(Stored data)
* * * * * * * * *

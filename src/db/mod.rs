//! Persistence seams. Handlers and services only see the traits; `PgStore`
//! backs them with Postgres and `MemoryStore` keeps everything in process.

pub mod auth_tokens;
pub mod customers;
pub mod memory;
pub mod pg;
pub mod users;

use async_trait::async_trait;
use thiserror::Error;
use uuid::Uuid;

use crate::models::{AuthToken, Customer, User};

pub use memory::MemoryStore;
pub use pg::PgStore;

#[derive(Debug, Error)]
pub enum StoreError {
    #[error("constraint violation: {0}")]
    ConstraintViolation(String),
    #[error("database error: {0}")]
    Database(#[from] sqlx::Error),
}

/// User accounts and their persisted bearer tokens.
#[async_trait]
pub trait CredentialStore: Send + Sync {
    /// Exact, case-sensitive match.
    async fn find_by_email(&self, email: &str) -> Result<Option<User>, StoreError>;

    async fn find_by_id(&self, id: Uuid) -> Result<Option<User>, StoreError>;

    /// Insert or update. A second account with the same email fails with
    /// `ConstraintViolation`.
    async fn save(&self, user: &User) -> Result<User, StoreError>;

    /// Both the owner and the token digest must match.
    async fn find_user_token(
        &self,
        user_id: Uuid,
        token_hash: &str,
    ) -> Result<Option<AuthToken>, StoreError>;

    async fn save_token(&self, token: &AuthToken) -> Result<AuthToken, StoreError>;

    async fn delete_tokens_for_user(&self, user_id: Uuid) -> Result<(), StoreError>;
}

/// Customer rows. Every lookup and mutation is keyed by the owning user.
#[async_trait]
pub trait CustomerStore: Send + Sync {
    async fn list_by_user(&self, user_id: Uuid) -> Result<Vec<Customer>, StoreError>;

    async fn find_for_user(&self, id: Uuid, user_id: Uuid)
        -> Result<Option<Customer>, StoreError>;

    async fn insert(&self, customer: &Customer) -> Result<Customer, StoreError>;

    /// `None` when no row with this id belongs to `customer.user_id`.
    async fn update(&self, customer: &Customer) -> Result<Option<Customer>, StoreError>;

    /// `true` if a row was removed.
    async fn delete(&self, id: Uuid, user_id: Uuid) -> Result<bool, StoreError>;

    /// `(type, count)` per distinct stored type string.
    async fn count_by_type(&self, user_id: Uuid) -> Result<Vec<(String, i64)>, StoreError>;
}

* * * * * * * * *

▸ **TASK INSTRUCTIONS**:
The response must contain every entry, each one identical to the original.

▸ **RESPONSE BOX**:
filename src/db/mod.rs
//! Persistence seams. Handlers and services only see the traits; `PgStore`
//! backs them with Postgres and `MemoryStore` keeps everything in process.

pub mod auth_tokens;
pub mod customers;
pub mod memory;
pub mod pg;
pub mod users;

use async_trait::async_trait;
use thiserror::Error;
use uuid::Uuid;

use crate::models::{AuthToken, Customer, User};

pub use memory::MemoryStore;
pub use pg::PgStore;

#[derive(Debug, Error)]
pub enum StoreError {
    #[error("constraint violation: {0}")]
    ConstraintViolation(String),
    #[error("database error: {0}")]
    Database(#[from] sqlx::Error),
}

/// User accounts and their persisted bearer tokens.
#[async_trait]
pub trait CredentialStore: Send + Sync {
    /// Exact, case-sensitive match.
    async fn find_by_email(&self, email: &str) -> Result<Option<User>, StoreError>;

    async fn find_by_id(&self, id: Uuid) -> Result<Option<User>, StoreError>;

    /// Insert or update. A second account with the same email fails with
    /// `ConstraintViolation`.
    async fn save(&self, user: &User) -> Result<User, StoreError>;

    /// Both the owner and the token digest must match.
    async fn find_user_token(
        &self,
        user_id: Uuid,
        token_hash: &str,
    ) -> Result<Option<AuthToken>, StoreError>;

    async fn save_token(&self, token: &AuthToken) -> Result<AuthToken, StoreError>;

    async fn delete_tokens_for_user(&self, user_id: Uuid) -> Result<(), StoreError>;
}

/// Customer rows. Every lookup and mutation is keyed by the owning user.
#[async_trait]
pub trait CustomerStore: Send + Sync {
    async fn list_by_user(&self, user_id: Uuid) -> Result<Vec<Customer>, StoreError>;

    async fn find_for_user(&self, id: Uuid, user_id: Uuid)
        -> Result<Option<Customer>, StoreError>;

    async fn insert(&self, customer: &Customer) -> Result<Customer, StoreError>;

    /// `None` when no row with this id belongs to `customer.user_id`.
    async fn update(&self, customer: &Customer) -> Result<Option<Customer>, StoreError>;

    /// `true` if a row was removed.
    async fn delete(&self, id: Uuid, user_id: Uuid) -> Result<bool, StoreError>;

    /// `(type, count)` per distinct stored type string.
    async fn count_by_type(&self, user_id: Uuid) -> Result<Vec<(String, i64)>, StoreError>;
}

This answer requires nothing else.